Data records:
++++++++++++++++++++
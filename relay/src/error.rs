//! Error types for the console relay

use thiserror::Error;

/// Result type alias using our Error type
pub type Result<T> = std::result::Result<T, Error>;

/// Main error type for the console relay
#[derive(Debug, Error)]
pub enum Error {
    // Host registration errors (1000-1999)
    #[error("Invalid native messaging host name specified: {0}")]
    InvalidHostName(String),

    #[error("Specified native messaging host not found: {0}")]
    HostNotFound(String),

    #[error("Invalid native messaging host manifest {path}: {message}")]
    InvalidManifest { path: String, message: String },

    #[error("Access to the specified native messaging host is forbidden: {0}")]
    AccessForbidden(String),

    #[error("Failed to start native messaging host: {0}")]
    SpawnFailed(String),

    // Channel errors (2000-2999)
    #[error("Failed to connect to native host: {reason}")]
    ConnectFailed { reason: String },

    #[error("Native host is not connected")]
    NotConnected,

    #[error("Error when communicating with the native messaging host: {0}")]
    Codec(String),

    #[error("Message too large: {len} bytes (max {max})")]
    MessageTooLarge { len: usize, max: usize },

    #[error("Transport error: {0}")]
    Transport(String),

    // Relay errors (3000-3999)
    #[error("Relay router is not running")]
    RouterUnavailable,

    #[error("Unexpected relay message: {0}")]
    UnexpectedMessage(String),
}

impl Error {
    /// Get the error code
    pub fn code(&self) -> u32 {
        match self {
            Error::InvalidHostName(_) => 1001,
            Error::HostNotFound(_) => 1002,
            Error::InvalidManifest { .. } => 1003,
            Error::AccessForbidden(_) => 1004,
            Error::SpawnFailed(_) => 1005,

            Error::ConnectFailed { .. } => 2001,
            Error::NotConnected => 2002,
            Error::Codec(_) => 2003,
            Error::MessageTooLarge { .. } => 2004,
            Error::Transport(_) => 2005,

            Error::RouterUnavailable => 3001,
            Error::UnexpectedMessage(_) => 3002,
        }
    }

    /// Whether the failure has already been broadcast as a channel event.
    ///
    /// Connect failures reach the UI twice: once as a `ConnectionFailed`
    /// event and once as the error returned to the dispatching caller. The
    /// caller uses this to avoid printing the same failure again.
    pub fn is_reported_as_event(&self) -> bool {
        matches!(self, Error::ConnectFailed { .. })
    }
}

impl From<std::io::Error> for Error {
    fn from(err: std::io::Error) -> Self {
        Error::Transport(err.to_string())
    }
}

impl From<serde_json::Error> for Error {
    fn from(err: serde_json::Error) -> Self {
        Error::Codec(err.to_string())
    }
}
++++++++++++++++++++
• WHAT YOU SHOULD DO
Using the entries above, restate word for word every line from the one that contains "fn from(err: std::io::Error)" through the last.

• RESULT BELOW
    fn from(err: std::io::Error) -> Self {
        Error::Transport(err.to_string())
    }
}

impl From<serde_json::Error> for Error {
    fn from(err: serde_json::Error) -> Self {
        Error::Codec(err.to_string())
    }
}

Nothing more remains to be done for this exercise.